DATA PROVIDED
____

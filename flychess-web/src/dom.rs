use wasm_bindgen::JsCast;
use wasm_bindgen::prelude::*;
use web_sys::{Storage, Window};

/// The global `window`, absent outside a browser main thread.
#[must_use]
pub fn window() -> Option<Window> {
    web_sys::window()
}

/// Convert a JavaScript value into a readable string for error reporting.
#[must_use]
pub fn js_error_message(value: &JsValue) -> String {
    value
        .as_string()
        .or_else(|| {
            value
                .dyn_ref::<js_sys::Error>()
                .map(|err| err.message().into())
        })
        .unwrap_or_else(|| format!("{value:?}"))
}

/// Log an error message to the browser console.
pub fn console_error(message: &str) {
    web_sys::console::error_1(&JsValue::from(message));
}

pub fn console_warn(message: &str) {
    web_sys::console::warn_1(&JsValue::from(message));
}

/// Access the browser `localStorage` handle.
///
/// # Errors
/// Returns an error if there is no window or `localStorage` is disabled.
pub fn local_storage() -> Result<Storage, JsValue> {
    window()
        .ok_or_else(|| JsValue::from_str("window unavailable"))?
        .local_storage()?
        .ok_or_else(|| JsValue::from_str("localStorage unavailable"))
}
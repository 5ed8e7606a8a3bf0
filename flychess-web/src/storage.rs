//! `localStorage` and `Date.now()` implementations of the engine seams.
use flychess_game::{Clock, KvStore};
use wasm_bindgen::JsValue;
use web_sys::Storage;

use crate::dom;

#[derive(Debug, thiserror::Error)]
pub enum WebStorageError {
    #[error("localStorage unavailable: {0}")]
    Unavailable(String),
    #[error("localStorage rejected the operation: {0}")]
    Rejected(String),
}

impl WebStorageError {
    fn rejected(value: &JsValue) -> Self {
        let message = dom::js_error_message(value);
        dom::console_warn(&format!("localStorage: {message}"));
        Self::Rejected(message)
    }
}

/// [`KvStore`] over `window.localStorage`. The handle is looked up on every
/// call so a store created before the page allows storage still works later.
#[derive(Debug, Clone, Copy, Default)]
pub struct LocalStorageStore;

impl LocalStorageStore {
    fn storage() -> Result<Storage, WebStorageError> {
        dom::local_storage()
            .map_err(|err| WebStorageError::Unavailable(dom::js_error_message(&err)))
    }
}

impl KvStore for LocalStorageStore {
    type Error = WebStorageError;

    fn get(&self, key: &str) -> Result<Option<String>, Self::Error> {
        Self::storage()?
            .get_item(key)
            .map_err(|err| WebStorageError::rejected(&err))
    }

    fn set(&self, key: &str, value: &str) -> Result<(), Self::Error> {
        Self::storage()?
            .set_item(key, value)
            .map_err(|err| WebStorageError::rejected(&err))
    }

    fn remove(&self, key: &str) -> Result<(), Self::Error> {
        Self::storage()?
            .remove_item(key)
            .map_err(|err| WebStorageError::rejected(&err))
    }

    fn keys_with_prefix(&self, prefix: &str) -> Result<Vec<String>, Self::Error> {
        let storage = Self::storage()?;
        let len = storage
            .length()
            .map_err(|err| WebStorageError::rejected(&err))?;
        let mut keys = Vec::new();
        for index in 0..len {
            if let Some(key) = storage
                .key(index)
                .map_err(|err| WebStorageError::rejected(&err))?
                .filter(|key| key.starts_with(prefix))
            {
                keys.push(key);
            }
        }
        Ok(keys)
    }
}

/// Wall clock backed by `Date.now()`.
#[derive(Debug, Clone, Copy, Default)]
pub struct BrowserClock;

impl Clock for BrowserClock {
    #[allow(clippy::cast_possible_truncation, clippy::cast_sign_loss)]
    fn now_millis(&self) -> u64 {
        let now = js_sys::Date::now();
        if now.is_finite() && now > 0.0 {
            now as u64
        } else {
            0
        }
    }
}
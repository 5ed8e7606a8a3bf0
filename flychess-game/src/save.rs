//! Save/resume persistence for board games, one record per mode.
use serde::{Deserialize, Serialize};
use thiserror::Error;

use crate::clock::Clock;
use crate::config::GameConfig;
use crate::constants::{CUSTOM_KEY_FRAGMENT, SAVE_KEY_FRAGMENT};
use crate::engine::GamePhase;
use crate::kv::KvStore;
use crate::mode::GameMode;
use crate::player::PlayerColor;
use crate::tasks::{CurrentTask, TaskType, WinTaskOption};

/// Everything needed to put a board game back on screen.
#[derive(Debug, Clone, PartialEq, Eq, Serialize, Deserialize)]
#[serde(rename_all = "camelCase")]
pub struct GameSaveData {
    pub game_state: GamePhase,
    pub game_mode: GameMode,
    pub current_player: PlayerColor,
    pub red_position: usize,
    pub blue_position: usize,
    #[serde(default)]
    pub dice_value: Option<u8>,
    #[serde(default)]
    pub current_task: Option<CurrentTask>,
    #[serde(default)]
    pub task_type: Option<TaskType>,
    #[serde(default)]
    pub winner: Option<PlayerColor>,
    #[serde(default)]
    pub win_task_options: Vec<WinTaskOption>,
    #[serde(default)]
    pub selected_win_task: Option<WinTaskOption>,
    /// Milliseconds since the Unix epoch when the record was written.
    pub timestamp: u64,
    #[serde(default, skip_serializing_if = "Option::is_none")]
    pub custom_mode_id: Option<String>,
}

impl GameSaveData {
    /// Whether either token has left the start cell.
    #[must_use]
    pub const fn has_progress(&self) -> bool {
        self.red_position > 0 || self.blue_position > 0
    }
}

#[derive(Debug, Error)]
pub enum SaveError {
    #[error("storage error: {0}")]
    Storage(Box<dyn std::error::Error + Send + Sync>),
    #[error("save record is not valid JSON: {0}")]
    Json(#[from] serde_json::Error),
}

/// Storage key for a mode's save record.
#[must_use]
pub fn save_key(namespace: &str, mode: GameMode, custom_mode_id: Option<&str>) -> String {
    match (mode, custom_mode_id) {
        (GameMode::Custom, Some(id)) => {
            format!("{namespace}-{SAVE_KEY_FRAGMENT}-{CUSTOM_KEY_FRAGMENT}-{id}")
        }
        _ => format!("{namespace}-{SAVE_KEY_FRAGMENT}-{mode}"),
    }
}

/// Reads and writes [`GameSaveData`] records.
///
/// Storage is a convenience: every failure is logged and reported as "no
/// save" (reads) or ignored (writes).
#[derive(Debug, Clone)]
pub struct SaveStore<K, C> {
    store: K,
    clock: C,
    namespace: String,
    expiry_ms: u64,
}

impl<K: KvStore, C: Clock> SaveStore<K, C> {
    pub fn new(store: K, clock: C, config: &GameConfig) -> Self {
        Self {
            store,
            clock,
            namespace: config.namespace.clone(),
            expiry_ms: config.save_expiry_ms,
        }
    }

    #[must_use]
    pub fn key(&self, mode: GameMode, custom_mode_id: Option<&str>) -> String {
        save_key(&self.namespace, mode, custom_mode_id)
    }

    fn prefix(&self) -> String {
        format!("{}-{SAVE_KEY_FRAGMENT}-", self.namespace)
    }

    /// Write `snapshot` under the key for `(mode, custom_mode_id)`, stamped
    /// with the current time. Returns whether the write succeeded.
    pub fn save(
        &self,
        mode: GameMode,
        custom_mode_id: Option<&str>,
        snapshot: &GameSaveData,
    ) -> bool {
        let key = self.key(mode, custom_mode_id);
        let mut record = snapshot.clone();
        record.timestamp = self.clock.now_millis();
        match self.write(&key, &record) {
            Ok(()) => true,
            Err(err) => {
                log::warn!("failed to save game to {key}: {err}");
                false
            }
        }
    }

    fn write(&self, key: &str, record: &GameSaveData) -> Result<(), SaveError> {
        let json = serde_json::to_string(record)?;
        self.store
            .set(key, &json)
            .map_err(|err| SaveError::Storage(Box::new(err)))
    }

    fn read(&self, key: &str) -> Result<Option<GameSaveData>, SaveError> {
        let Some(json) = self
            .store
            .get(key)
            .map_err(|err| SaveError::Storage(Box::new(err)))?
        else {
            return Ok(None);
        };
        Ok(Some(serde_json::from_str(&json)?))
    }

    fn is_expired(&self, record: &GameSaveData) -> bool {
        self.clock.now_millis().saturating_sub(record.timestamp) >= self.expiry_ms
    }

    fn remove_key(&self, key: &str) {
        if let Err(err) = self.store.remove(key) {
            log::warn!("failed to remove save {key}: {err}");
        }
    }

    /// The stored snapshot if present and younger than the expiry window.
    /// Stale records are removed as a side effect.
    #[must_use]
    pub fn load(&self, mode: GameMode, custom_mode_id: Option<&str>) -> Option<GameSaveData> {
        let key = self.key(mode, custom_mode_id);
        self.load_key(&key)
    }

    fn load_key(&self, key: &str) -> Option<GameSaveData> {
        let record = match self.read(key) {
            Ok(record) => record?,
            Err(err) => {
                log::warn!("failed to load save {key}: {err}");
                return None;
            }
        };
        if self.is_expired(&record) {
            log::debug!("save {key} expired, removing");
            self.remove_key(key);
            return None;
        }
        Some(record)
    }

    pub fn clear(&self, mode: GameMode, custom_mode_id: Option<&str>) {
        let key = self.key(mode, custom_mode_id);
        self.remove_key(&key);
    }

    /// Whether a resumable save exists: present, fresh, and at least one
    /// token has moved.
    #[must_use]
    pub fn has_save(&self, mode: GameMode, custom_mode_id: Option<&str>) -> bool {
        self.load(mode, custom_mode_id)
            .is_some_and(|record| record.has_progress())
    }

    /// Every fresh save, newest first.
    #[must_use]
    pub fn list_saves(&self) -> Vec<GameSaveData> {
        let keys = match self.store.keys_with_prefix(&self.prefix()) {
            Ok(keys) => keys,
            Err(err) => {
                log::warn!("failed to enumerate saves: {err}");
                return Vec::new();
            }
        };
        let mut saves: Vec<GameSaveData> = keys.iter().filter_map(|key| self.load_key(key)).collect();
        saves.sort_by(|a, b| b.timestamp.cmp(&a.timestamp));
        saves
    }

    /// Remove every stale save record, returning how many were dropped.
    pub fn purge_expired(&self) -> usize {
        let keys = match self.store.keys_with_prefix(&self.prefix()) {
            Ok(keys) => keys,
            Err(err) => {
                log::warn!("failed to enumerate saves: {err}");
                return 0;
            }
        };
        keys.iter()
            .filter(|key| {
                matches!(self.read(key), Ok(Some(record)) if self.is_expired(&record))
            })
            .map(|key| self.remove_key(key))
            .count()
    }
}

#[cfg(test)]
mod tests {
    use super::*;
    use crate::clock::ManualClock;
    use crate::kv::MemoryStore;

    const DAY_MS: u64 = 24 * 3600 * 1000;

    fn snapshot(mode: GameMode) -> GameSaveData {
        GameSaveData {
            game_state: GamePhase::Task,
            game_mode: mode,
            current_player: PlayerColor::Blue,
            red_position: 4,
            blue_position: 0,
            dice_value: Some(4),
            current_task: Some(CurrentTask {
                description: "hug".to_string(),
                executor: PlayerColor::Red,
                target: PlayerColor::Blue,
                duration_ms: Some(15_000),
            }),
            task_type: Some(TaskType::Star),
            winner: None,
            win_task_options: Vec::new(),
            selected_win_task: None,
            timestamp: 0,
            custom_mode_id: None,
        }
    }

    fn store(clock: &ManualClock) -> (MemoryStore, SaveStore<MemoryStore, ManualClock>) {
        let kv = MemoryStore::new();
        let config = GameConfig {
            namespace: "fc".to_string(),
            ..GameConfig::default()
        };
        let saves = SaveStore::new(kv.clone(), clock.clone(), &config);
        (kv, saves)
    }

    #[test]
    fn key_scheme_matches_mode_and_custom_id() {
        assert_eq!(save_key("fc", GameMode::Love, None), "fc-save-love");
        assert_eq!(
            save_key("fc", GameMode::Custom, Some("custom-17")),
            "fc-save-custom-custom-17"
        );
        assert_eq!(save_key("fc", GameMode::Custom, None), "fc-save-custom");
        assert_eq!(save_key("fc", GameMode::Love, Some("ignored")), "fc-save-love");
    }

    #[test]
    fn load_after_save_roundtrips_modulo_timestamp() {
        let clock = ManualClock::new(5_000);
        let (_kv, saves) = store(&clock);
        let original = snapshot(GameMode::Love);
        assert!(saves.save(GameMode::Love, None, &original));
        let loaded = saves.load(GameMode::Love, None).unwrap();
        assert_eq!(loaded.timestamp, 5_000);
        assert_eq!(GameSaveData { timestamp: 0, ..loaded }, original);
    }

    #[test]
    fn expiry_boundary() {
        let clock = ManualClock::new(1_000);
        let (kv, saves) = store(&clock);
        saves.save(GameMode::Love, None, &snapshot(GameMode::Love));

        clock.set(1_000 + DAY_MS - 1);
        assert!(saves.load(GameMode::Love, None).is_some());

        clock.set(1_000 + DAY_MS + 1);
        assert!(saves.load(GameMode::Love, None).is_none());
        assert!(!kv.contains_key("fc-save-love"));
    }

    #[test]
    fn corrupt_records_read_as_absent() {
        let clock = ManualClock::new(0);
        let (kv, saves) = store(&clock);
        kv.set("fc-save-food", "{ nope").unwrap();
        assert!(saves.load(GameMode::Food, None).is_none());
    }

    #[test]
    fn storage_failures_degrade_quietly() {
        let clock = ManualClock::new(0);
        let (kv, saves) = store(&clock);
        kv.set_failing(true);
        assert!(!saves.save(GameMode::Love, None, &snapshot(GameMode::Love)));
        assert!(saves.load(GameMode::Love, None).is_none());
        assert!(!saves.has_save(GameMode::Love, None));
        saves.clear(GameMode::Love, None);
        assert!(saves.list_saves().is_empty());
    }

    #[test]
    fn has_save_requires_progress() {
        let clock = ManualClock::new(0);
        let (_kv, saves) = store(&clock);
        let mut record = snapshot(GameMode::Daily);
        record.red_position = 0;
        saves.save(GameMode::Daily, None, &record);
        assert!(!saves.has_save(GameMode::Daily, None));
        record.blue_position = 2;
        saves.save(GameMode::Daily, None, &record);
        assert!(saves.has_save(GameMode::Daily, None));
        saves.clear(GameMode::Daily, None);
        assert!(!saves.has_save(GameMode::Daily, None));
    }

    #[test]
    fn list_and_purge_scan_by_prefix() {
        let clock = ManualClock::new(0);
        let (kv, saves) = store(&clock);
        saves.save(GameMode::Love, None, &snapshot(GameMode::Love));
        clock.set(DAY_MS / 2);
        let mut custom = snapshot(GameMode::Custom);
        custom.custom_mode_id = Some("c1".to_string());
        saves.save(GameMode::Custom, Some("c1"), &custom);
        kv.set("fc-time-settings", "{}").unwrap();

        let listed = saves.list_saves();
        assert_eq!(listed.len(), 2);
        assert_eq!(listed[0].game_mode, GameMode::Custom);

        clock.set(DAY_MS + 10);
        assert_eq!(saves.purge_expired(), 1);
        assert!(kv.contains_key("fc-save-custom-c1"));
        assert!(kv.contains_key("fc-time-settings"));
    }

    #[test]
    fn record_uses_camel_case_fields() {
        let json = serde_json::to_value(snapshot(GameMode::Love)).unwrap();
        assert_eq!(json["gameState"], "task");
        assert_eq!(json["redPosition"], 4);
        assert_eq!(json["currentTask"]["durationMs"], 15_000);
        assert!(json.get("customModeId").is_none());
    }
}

____

WHAT IS BEING ASKED
The lines that mention the word "GameConfig" should be pulled from the records above.

SOLUTION
use crate::config::GameConfig;
    pub fn new(store: K, clock: C, config: &GameConfig) -> Self {
        let config = GameConfig {
            ..GameConfig::default()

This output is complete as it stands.